1. Delivery semantics: at-least-once vs exactly-once

Pub/Sub’s default is at-least-once delivery. A message is delivered to a subscriber at least once; under normal operation usually exactly once, but duplicates are expected and legal. Duplicates arise from three sources you cannot fully eliminate at the at-least-once tier:

Ack deadline expiry. The subscriber held the message past its ack deadline (network blip, slow handler, GC pause), so Pub/Sub redelivers.
Lost acks. The subscriber acked, but the ack didn’t reach the service in time, so the message is redelivered.
Publisher retries. A publish RPC times out, the client retries, and the same logical event lands twice with different message IDs.

The correct baseline posture is idempotent consumers. Design every handler so that processing the same business event twice is a no-op: dedupe on a stable business key, use conditional writes, or fold into idempotent upserts. If your consumer is idempotent, at-least-once is almost always the right and cheapest choice.

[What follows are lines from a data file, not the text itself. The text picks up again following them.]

//! # Signature-Based ECS
//!
//! A small Entity Component System in the classic "coordinator" shape:
//! entities are plain ids, each component type lives in its own packed
//! array, and systems keep the set of entities whose component signature
//! satisfies theirs. Events are a separate publish/subscribe channel for
//! things that aren't per-entity data (window resizes, quit, input).
//!
//! ## Module Overview
//!
//! - [`entity`] — Id allocation with LIFO recycling, one signature per id
//! - [`signature`] — 64-bit component bit-sets
//! - [`component`] — Packed per-type arrays and the type registry
//! - [`system`] — The `System` trait and matched-entity tracking
//! - [`event`] — Hashed event ids, typed parameters, listener dispatch
//! - [`coordinator`] — The facade that keeps all of the above consistent
//! - [`error`] — Error types for every fallible operation
//!
//! ## Quick Start
//!
//! ```ignore
//! let mut ecs = Coordinator::default();
//! ecs.register_component::<Transform>()?;
//! ecs.register_component::<Camera>()?;
//!
//! let control = ecs.register_system::<CameraControl>()?;
//! let required = ecs.signature_of::<(Transform, Camera)>()?;
//! ecs.set_system_signature(control, required)?;
//!
//! ecs.spawn((Transform::from_xyz(0.0, 2.0, 5.0), Camera::default()))?;
//! ecs.update_system(control, 1.0 / 60.0)?;
//! ```

pub mod component;
pub mod coordinator;
pub mod entity;
pub mod error;
pub mod event;
pub mod signature;
pub mod system;

pub use component::{ComponentArray, ComponentBundle};
pub use coordinator::{Coordinator, EcsStats};
pub use entity::Entity;
pub use error::{EcsError, EcsResult, EventError};
pub use event::{Event, EventId, EventManager, ListenerId, Param, ParamId, ParamKind, ParamValue};
pub use signature::{ComponentType, MAX_COMPONENTS, Signature};
pub use system::{System, SystemHandle};
//! Component-type ids and the fixed-width [`Signature`] bit-set built from them.

use std::fmt;

use serde::Serialize;

/// Upper bound on registered component types; one bit each in a [`Signature`].
pub const MAX_COMPONENTS: usize = 64;

/// Small integer assigned to a component type when it is registered.
#[derive(Debug, Clone, Copy, PartialEq, Eq, PartialOrd, Ord, Hash, Serialize)]
pub struct ComponentType(pub(crate) u8);

impl ComponentType {
    pub fn index(self) -> usize {
        self.0 as usize
    }
}

/// Which component types an entity owns, or a system requires.
#[derive(Clone, Copy, PartialEq, Eq, Hash, Default, Serialize)]
pub struct Signature(u64);

impl Signature {
    pub const EMPTY: Self = Self(0);

    /// Return a copy with the bit for `component` set.
    pub fn with(mut self, component: ComponentType) -> Self {
        self.set(component, true);
        self
    }

    pub fn set(&mut self, component: ComponentType, value: bool) {
        let bit = 1u64 << component.0;
        if value {
            self.0 |= bit;
        } else {
            self.0 &= !bit;
        }
    }

    pub fn contains(self, component: ComponentType) -> bool {
        self.0 & (1u64 << component.0) != 0
    }

    /// `true` when every bit set in `required` is also set in `self`.
    pub fn satisfies(self, required: Signature) -> bool {
        self.0 & required.0 == required.0
    }

    pub fn is_empty(self) -> bool {
        self.0 == 0
    }

    pub fn count(self) -> u32 {
        self.0.count_ones()
    }

    pub fn bits(self) -> u64 {
        self.0
    }
}

impl fmt::Debug for Signature {
    fn fmt(&self, f: &mut fmt::Formatter<'_>) -> fmt::Result {
        write!(f, "Signature({:#b})", self.0)
    }
}
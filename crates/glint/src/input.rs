//! # Input — Keyboard and Mouse State
//!
//! The platform layer (a winit event loop, or a scripted driver in tests)
//! feeds raw key and cursor events into an [`InputState`]. Once per frame the
//! state is reduced to an [`InputSnapshot`]: which logical [`Button`]s are
//! held, how far the mouse moved, and how far the wheel scrolled. The frame
//! driver publishes that snapshot as a `window::INPUT` event, so systems
//! never touch the platform directly.
//!
//! ```text
//!  KeyCode ──► KeyBindings ──► Input<Button> ─┐
//!                                             ├──► InputSnapshot ──► INPUT event
//!  cursor / wheel ──────────► MouseState ─────┘
//! ```

use std::collections::HashMap;
use std::collections::HashSet;
use std::fmt;
use std::hash::Hash;

use serde::Serialize;

use crate::ecs::event::{Event, window};
use crate::ecs::EventError;
use crate::math::Vec2;

pub use winit::event::MouseButton;
pub use winit::keyboard::KeyCode;

/// Tracks the state of a set of inputs (keys, mouse buttons, or logical
/// buttons).
///
/// - `pressed`: currently held down
/// - `just_pressed`: pressed this frame (not held last frame)
/// - `just_released`: released this frame
pub struct Input<T: Eq + Hash + Copy> {
    pressed: HashSet<T>,
    just_pressed: HashSet<T>,
    just_released: HashSet<T>,
}

impl<T: Eq + Hash + Copy> Input<T> {
    pub fn new() -> Self {
        Self {
            pressed: HashSet::new(),
            just_pressed: HashSet::new(),
            just_released: HashSet::new(),
        }
    }

    /// Returns `true` if the input is currently held down.
    pub fn pressed(&self, input: T) -> bool {
        self.pressed.contains(&input)
    }

    /// Returns `true` if the input was pressed this frame.
    pub fn just_pressed(&self, input: T) -> bool {
        self.just_pressed.contains(&input)
    }

    /// Returns `true` if the input was released this frame.
    pub fn just_released(&self, input: T) -> bool {
        self.just_released.contains(&input)
    }

    /// Everything currently held.
    pub fn iter_pressed(&self) -> impl Iterator<Item = T> + '_ {
        self.pressed.iter().copied()
    }

    pub fn press(&mut self, input: T) {
        if self.pressed.insert(input) {
            self.just_pressed.insert(input);
        }
    }

    pub fn release(&mut self, input: T) {
        if self.pressed.remove(&input) {
            self.just_released.insert(input);
        }
    }

    /// Clear per-frame state. Called at the end of each frame.
    pub fn clear_just(&mut self) {
        self.just_pressed.clear();
        self.just_released.clear();
    }
}

impl<T: Eq + Hash + Copy> Default for Input<T> {
    fn default() -> Self {
        Self::new()
    }
}

// ── Logical buttons ──────────────────────────────────────────────────

/// A logical control, independent of which physical key drives it.
#[derive(Debug, Clone, Copy, PartialEq, Eq, Hash, Serialize)]
pub enum Button {
    Forward,
    Backward,
    Left,
    Right,
    Up,
    Down,
    Jump,
    Crouch,
}

impl Button {
    pub const ALL: [Button; 8] = [
        Button::Forward,
        Button::Backward,
        Button::Left,
        Button::Right,
        Button::Up,
        Button::Down,
        Button::Jump,
        Button::Crouch,
    ];

    fn bit(self) -> u8 {
        1 << self as u8
    }
}

/// An 8-bit set of [`Button`]s. This is what travels inside input events.
#[derive(Clone, Copy, PartialEq, Eq, Hash, Default, Serialize)]
pub struct ButtonSet(u8);

impl ButtonSet {
    pub const EMPTY: Self = Self(0);

    pub fn from_bits(bits: u8) -> Self {
        Self(bits)
    }

    pub fn bits(self) -> u8 {
        self.0
    }

    /// Return a copy with `button` set.
    pub fn with(mut self, button: Button) -> Self {
        self.insert(button);
        self
    }

    pub fn insert(&mut self, button: Button) {
        self.0 |= button.bit();
    }

    pub fn remove(&mut self, button: Button) {
        self.0 &= !button.bit();
    }

    pub fn contains(self, button: Button) -> bool {
        self.0 & button.bit() != 0
    }

    pub fn is_empty(self) -> bool {
        self.0 == 0
    }

    pub fn iter(self) -> impl Iterator<Item = Button> {
        Button::ALL.into_iter().filter(move |b| self.contains(*b))
    }
}

impl FromIterator<Button> for ButtonSet {
    fn from_iter<I: IntoIterator<Item = Button>>(iter: I) -> Self {
        let mut set = Self::EMPTY;
        for button in iter {
            set.insert(button);
        }
        set
    }
}

impl fmt::Debug for ButtonSet {
    fn fmt(&self, f: &mut fmt::Formatter<'_>) -> fmt::Result {
        f.debug_set().entries(self.iter()).finish()
    }
}

// ── Key bindings ─────────────────────────────────────────────────────

/// Maps physical keys to logical buttons. Several keys may drive the same
/// button.
#[derive(Debug, Clone)]
pub struct KeyBindings {
    map: HashMap<KeyCode, Button>,
}

impl KeyBindings {
    pub fn empty() -> Self {
        Self {
            map: HashMap::new(),
        }
    }

    pub fn bind(&mut self, key: KeyCode, button: Button) -> &mut Self {
        self.map.insert(key, button);
        self
    }

    pub fn unbind(&mut self, key: KeyCode) -> Option<Button> {
        self.map.remove(&key)
    }

    pub fn button(&self, key: KeyCode) -> Option<Button> {
        self.map.get(&key).copied()
    }
}

impl Default for KeyBindings {
    /// WASD to move, Q/E to rise and sink, Space to jump, left Shift to
    /// crouch.
    fn default() -> Self {
        let mut bindings = Self::empty();
        bindings
            .bind(KeyCode::KeyW, Button::Forward)
            .bind(KeyCode::KeyS, Button::Backward)
            .bind(KeyCode::KeyA, Button::Left)
            .bind(KeyCode::KeyD, Button::Right)
            .bind(KeyCode::KeyQ, Button::Up)
            .bind(KeyCode::KeyE, Button::Down)
            .bind(KeyCode::Space, Button::Jump)
            .bind(KeyCode::ShiftLeft, Button::Crouch);
        bindings
    }
}

// ── Mouse ────────────────────────────────────────────────────────────

/// Cursor position, accumulated motion and scroll for the current frame.
///
/// The very first cursor sample only establishes a reference point; it never
/// produces a delta.
#[derive(Debug, Clone, Copy, Default)]
pub struct MouseState {
    position: Vec2,
    last_position: Option<Vec2>,
    delta: Vec2,
    scroll: f32,
}

impl MouseState {
    /// Record a cursor sample in window coordinates. Motion since the
    /// previous sample is added to this frame's delta.
    pub fn cursor_moved(&mut self, position: Vec2) {
        if let Some(last) = self.last_position {
            self.delta += position - last;
        }
        self.position = position;
        self.last_position = Some(position);
    }

    /// Add raw motion directly, for platforms that report relative motion.
    pub fn add_motion(&mut self, delta: Vec2) {
        self.delta += delta;
    }

    pub fn scrolled(&mut self, amount: f32) {
        self.scroll += amount;
    }

    pub fn position(&self) -> Vec2 {
        self.position
    }

    pub fn delta(&self) -> Vec2 {
        self.delta
    }

    pub fn scroll(&self) -> f32 {
        self.scroll
    }

    /// Forget the reference point so the next sample is treated as the first.
    pub fn reset_reference(&mut self) {
        self.last_position = None;
    }

    /// Zero the per-frame delta and scroll.
    pub fn end_frame(&mut self) {
        self.delta = Vec2::ZERO;
        self.scroll = 0.0;
    }
}

// ── Combined state ───────────────────────────────────────────────────

/// Everything a system needs to know about input for one frame.
#[derive(Debug, Clone, Copy, PartialEq, Default)]
pub struct InputSnapshot {
    pub buttons: ButtonSet,
    pub mouse_delta: Vec2,
    pub scroll: f32,
}

impl InputSnapshot {
    /// Package the snapshot as a `window::INPUT` event.
    pub fn to_event(&self) -> Event {
        Event::new(window::INPUT)
            .with_param(window::input::BUTTONS, self.buttons)
            .with_param(window::input::MOUSE_DELTA, self.mouse_delta)
            .with_param(window::input::SCROLL, self.scroll)
    }

    /// Read a snapshot back out of an input event. Only the button set is
    /// required; missing mouse parameters read as zero.
    pub fn from_event(event: &Event) -> Result<Self, EventError> {
        let mouse_delta = if event.has_param(window::input::MOUSE_DELTA) {
            event.param(window::input::MOUSE_DELTA)?
        } else {
            Vec2::ZERO
        };
        let scroll = if event.has_param(window::input::SCROLL) {
            event.param(window::input::SCROLL)?
        } else {
            0.0
        };
        Ok(Self {
            buttons: event.param(window::input::BUTTONS)?,
            mouse_delta,
            scroll,
        })
    }
}

/// Keyboard, mouse-button and cursor state, fed by the platform layer.
#[derive(Default)]
pub struct InputState {
    pub bindings: KeyBindings,
    keys: Input<KeyCode>,
    mouse_buttons: Input<MouseButton>,
    buttons: Input<Button>,
    mouse: MouseState,
}

impl InputState {
    pub fn new(bindings: KeyBindings) -> Self {
        Self {
            bindings,
            ..Self::default()
        }
    }

    pub fn key_pressed(&mut self, key: KeyCode) {
        self.keys.press(key);
        if let Some(button) = self.bindings.button(key) {
            self.buttons.press(button);
        }
    }

    /// Releasing a key releases its button unless another held key is
    /// bound to the same button.
    pub fn key_released(&mut self, key: KeyCode) {
        self.keys.release(key);
        let Some(button) = self.bindings.button(key) else {
            return;
        };
        let still_held = self
            .keys
            .iter_pressed()
            .any(|other| self.bindings.button(other) == Some(button));
        if !still_held {
            self.buttons.release(button);
        }
    }

    pub fn mouse_pressed(&mut self, button: MouseButton) {
        self.mouse_buttons.press(button);
    }

    pub fn mouse_released(&mut self, button: MouseButton) {
        self.mouse_buttons.release(button);
    }

    pub fn cursor_moved(&mut self, position: Vec2) {
        self.mouse.cursor_moved(position);
    }

    pub fn scrolled(&mut self, amount: f32) {
        self.mouse.scrolled(amount);
    }

    pub fn keys(&self) -> &Input<KeyCode> {
        &self.keys
    }

    pub fn mouse_buttons(&self) -> &Input<MouseButton> {
        &self.mouse_buttons
    }

    pub fn buttons(&self) -> &Input<Button> {
        &self.buttons
    }

    pub fn mouse(&self) -> &MouseState {
        &self.mouse
    }

    pub fn mouse_mut(&mut self) -> &mut MouseState {
        &mut self.mouse
    }

    /// Reduce the current state to what systems consume.
    pub fn snapshot(&self) -> InputSnapshot {
        InputSnapshot {
            buttons: self.buttons.iter_pressed().collect(),
            mouse_delta: self.mouse.delta(),
            scroll: self.mouse.scroll(),
        }
    }

    /// Clear per-frame state. Held keys stay held.
    pub fn end_frame(&mut self) {
        self.keys.clear_just();
        self.mouse_buttons.clear_just();
        self.buttons.clear_just();
        self.mouse.end_frame();
    }
}
//! # System — Logic Over Matching Entities
//!
//! A system declares which components it needs (its required [`Signature`])
//! and is handed, once per frame, every entity whose components are a
//! superset of that requirement.
//!
//! The matched set lives in the [`SystemManager`], not in the system, and
//! only the manager changes it: whenever an entity's signature changes the
//! manager re-tests that entity against every system.
//!
//! ## Running a System
//!
//! A system needs `&mut Coordinator` while it runs, but the coordinator owns
//! the system. The instance is checked out of its slot for the duration of
//! the update and put back afterwards. The system receives a snapshot of its
//! matched entities, so destroying entities mid-update can't invalidate
//! iteration.
//!
//! ## Registration Tokens
//!
//! [`register`](SystemManager::register) returns a [`SystemHandle<S>`]. Every
//! later operation takes the handle, so a system type that was never
//! registered can't be addressed at all.

use std::any::{Any, TypeId, type_name};
use std::collections::{BTreeSet, HashMap};
use std::fmt;
use std::marker::PhantomData;

use super::coordinator::Coordinator;
use super::entity::Entity;
use super::error::{EcsError, EcsResult};
use super::event::EventManager;
use super::signature::Signature;

/// Per-frame logic run by the [`Coordinator`].
pub trait System: 'static {
    /// Called once at registration. Subscribe event listeners here.
    fn init(&mut self, _events: &mut EventManager) {}

    /// Run one frame over `entities`, the entities matching this system's
    /// signature when the update started.
    fn update(&mut self, ecs: &mut Coordinator, entities: &[Entity], dt: f32) -> EcsResult<()>;
}

/// Typed token for a registered system.
pub struct SystemHandle<S> {
    id: usize,
    _marker: PhantomData<fn() -> S>,
}

impl<S> SystemHandle<S> {
    pub fn id(&self) -> usize {
        self.id
    }
}

impl<S> Clone for SystemHandle<S> {
    fn clone(&self) -> Self {
        *self
    }
}

impl<S> Copy for SystemHandle<S> {}

impl<S> fmt::Debug for SystemHandle<S> {
    fn fmt(&self, f: &mut fmt::Formatter<'_>) -> fmt::Result {
        write!(f, "SystemHandle<{}>({})", short_type_name(type_name::<S>()), self.id)
    }
}

type UpdateFn = fn(&mut dyn Any, &mut Coordinator, &[Entity], f32) -> EcsResult<()>;

fn update_erased<S: System>(
    system: &mut dyn Any,
    ecs: &mut Coordinator,
    entities: &[Entity],
    dt: f32,
) -> EcsResult<()> {
    match system.downcast_mut::<S>() {
        Some(system) => system.update(ecs, entities, dt),
        None => Err(EcsError::SystemNotRegistered(type_name::<S>())),
    }
}

struct SystemSlot {
    type_id: TypeId,
    name: &'static str,
    signature: Signature,
    entities: BTreeSet<Entity>,
    /// `None` while the system is checked out for an update.
    instance: Option<Box<dyn Any>>,
    update: UpdateFn,
}

/// A system instance taken out of its slot for an update.
pub(crate) struct CheckedOut {
    pub id: usize,
    pub instance: Box<dyn Any>,
    pub entities: Vec<Entity>,
    update: UpdateFn,
}

impl CheckedOut {
    pub fn run(&mut self, ecs: &mut Coordinator, dt: f32) -> EcsResult<()> {
        (self.update)(&mut *self.instance, ecs, &self.entities, dt)
    }
}

/// Owns every system instance, its required signature and its matched set.
pub struct SystemManager {
    ids: HashMap<TypeId, usize>,
    slots: Vec<SystemSlot>,
}

impl SystemManager {
    pub fn new() -> Self {
        Self {
            ids: HashMap::new(),
            slots: Vec::new(),
        }
    }

    /// Store `system`. Each system type may be registered once.
    pub fn register<S: System>(&mut self, system: S) -> EcsResult<SystemHandle<S>> {
        let type_id = TypeId::of::<S>();
        if self.ids.contains_key(&type_id) {
            return Err(EcsError::SystemAlreadyRegistered(type_name::<S>()));
        }

        let id = self.slots.len();
        self.ids.insert(type_id, id);
        self.slots.push(SystemSlot {
            type_id,
            name: type_name::<S>(),
            signature: Signature::EMPTY,
            entities: BTreeSet::new(),
            instance: Some(Box::new(system)),
            update: update_erased::<S>,
        });
        log::debug!("registered system `{}`", short_type_name(type_name::<S>()));
        Ok(SystemHandle {
            id,
            _marker: PhantomData,
        })
    }

    pub fn is_registered<S: System>(&self) -> bool {
        self.ids.contains_key(&TypeId::of::<S>())
    }

    pub fn set_signature<S: System>(
        &mut self,
        handle: SystemHandle<S>,
        signature: Signature,
    ) -> EcsResult<()> {
        self.slot_mut(handle)?.signature = signature;
        Ok(())
    }

    pub fn signature<S: System>(&self, handle: SystemHandle<S>) -> EcsResult<Signature> {
        Ok(self.slot(handle)?.signature)
    }

    pub fn entities<S: System>(&self, handle: SystemHandle<S>) -> EcsResult<&BTreeSet<Entity>> {
        Ok(&self.slot(handle)?.entities)
    }

    pub fn get<S: System>(&self, handle: SystemHandle<S>) -> EcsResult<&S> {
        self.slot(handle)?
            .instance
            .as_ref()
            .ok_or(EcsError::SystemBusy(type_name::<S>()))?
            .downcast_ref::<S>()
            .ok_or(EcsError::SystemNotRegistered(type_name::<S>()))
    }

    pub fn get_mut<S: System>(&mut self, handle: SystemHandle<S>) -> EcsResult<&mut S> {
        self.slot_mut(handle)?
            .instance
            .as_mut()
            .ok_or(EcsError::SystemBusy(type_name::<S>()))?
            .downcast_mut::<S>()
            .ok_or(EcsError::SystemNotRegistered(type_name::<S>()))
    }

    /// Remove `entity` from every matched set.
    pub fn notify_entity_destroyed(&mut self, entity: Entity) {
        for slot in &mut self.slots {
            slot.entities.remove(&entity);
        }
    }

    /// Re-test `entity` against every system's requirement.
    pub fn notify_signature_changed(&mut self, entity: Entity, signature: Signature) {
        for slot in &mut self.slots {
            Self::refresh(slot, entity, signature);
        }
    }

    /// Re-test `entity` against a single system.
    pub(crate) fn refresh_one(&mut self, id: usize, entity: Entity, signature: Signature) {
        if let Some(slot) = self.slots.get_mut(id) {
            Self::refresh(slot, entity, signature);
        }
    }

    fn refresh(slot: &mut SystemSlot, entity: Entity, signature: Signature) {
        if signature.satisfies(slot.signature) {
            slot.entities.insert(entity);
        } else {
            slot.entities.remove(&entity);
        }
    }

    /// Take system `id` out of its slot along with a snapshot of its
    /// matched entities.
    pub(crate) fn check_out(&mut self, id: usize) -> EcsResult<CheckedOut> {
        let slot = self
            .slots
            .get_mut(id)
            .ok_or(EcsError::SystemNotRegistered("<unknown>"))?;
        let instance = slot.instance.take().ok_or(EcsError::SystemBusy(slot.name))?;
        Ok(CheckedOut {
            id,
            instance,
            entities: slot.entities.iter().copied().collect(),
            update: slot.update,
        })
    }

    pub(crate) fn check_in(&mut self, checked_out: CheckedOut) {
        if let Some(slot) = self.slots.get_mut(checked_out.id) {
            slot.instance = Some(checked_out.instance);
        }
    }

    pub fn len(&self) -> usize {
        self.slots.len()
    }

    pub fn is_empty(&self) -> bool {
        self.slots.is_empty()
    }

    /// `(short name, matched entity count)` per system, in registration order.
    pub fn summaries(&self) -> impl Iterator<Item = (String, usize)> + '_ {
        self.slots
            .iter()
            .map(|slot| (short_type_name(slot.name), slot.entities.len()))
    }

    fn slot<S: System>(&self, handle: SystemHandle<S>) -> EcsResult<&SystemSlot> {
        self.slots
            .get(handle.id)
            .filter(|slot| slot.type_id == TypeId::of::<S>())
            .ok_or(EcsError::SystemNotRegistered(type_name::<S>()))
    }

    fn slot_mut<S: System>(&mut self, handle: SystemHandle<S>) -> EcsResult<&mut SystemSlot> {
        self.slots
            .get_mut(handle.id)
            .filter(|slot| slot.type_id == TypeId::of::<S>())
            .ok_or(EcsError::SystemNotRegistered(type_name::<S>()))
    }
}

impl Default for SystemManager {
    fn default() -> Self {
        Self::new()
    }
}

/// Strip module paths from a type name, generic arguments included
/// (`a::Foo<b::Bar>` → `Foo<Bar>`).
pub(crate) fn short_type_name(full: &str) -> String {
    let mut short = String::with_capacity(full.len());
    let mut start = 0;
    for (i, c) in full.char_indices() {
        if matches!(c, '<' | '>' | ',' | ' ' | '(' | ')' | '[' | ']' | ';' | '&') {
            short.push_str(last_segment(&full[start..i]));
            short.push(c);
            start = i + 1;
        }
    }
    short.push_str(last_segment(&full[start..]));
    short
}

fn last_segment(path: &str) -> &str {
    path.rsplit("::").next().unwrap_or(path)
}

Exactly-once delivery is a stronger, opt-in guarantee that is frequently misunderstood. It does not mean a message is processed exactly once across your whole system; it means that within a single subscription, once a message is successfully acknowledged, it will not be redelivered, and while a message is outstanding (lease not expired) it will not be redelivered to another subscriber. It removes the ack-deadline and lost-ack duplicate classes, not publisher-side duplicates. It costs more, has higher latency, and lower throughput. Reach for it only when idempotency is genuinely impractical.

Rule of thumb: make consumers idempotent first. Add exactly-once only for the small set of subscriptions where dedupe is impossible (e.g. non-idempotent financial side effects that can’t carry a business key).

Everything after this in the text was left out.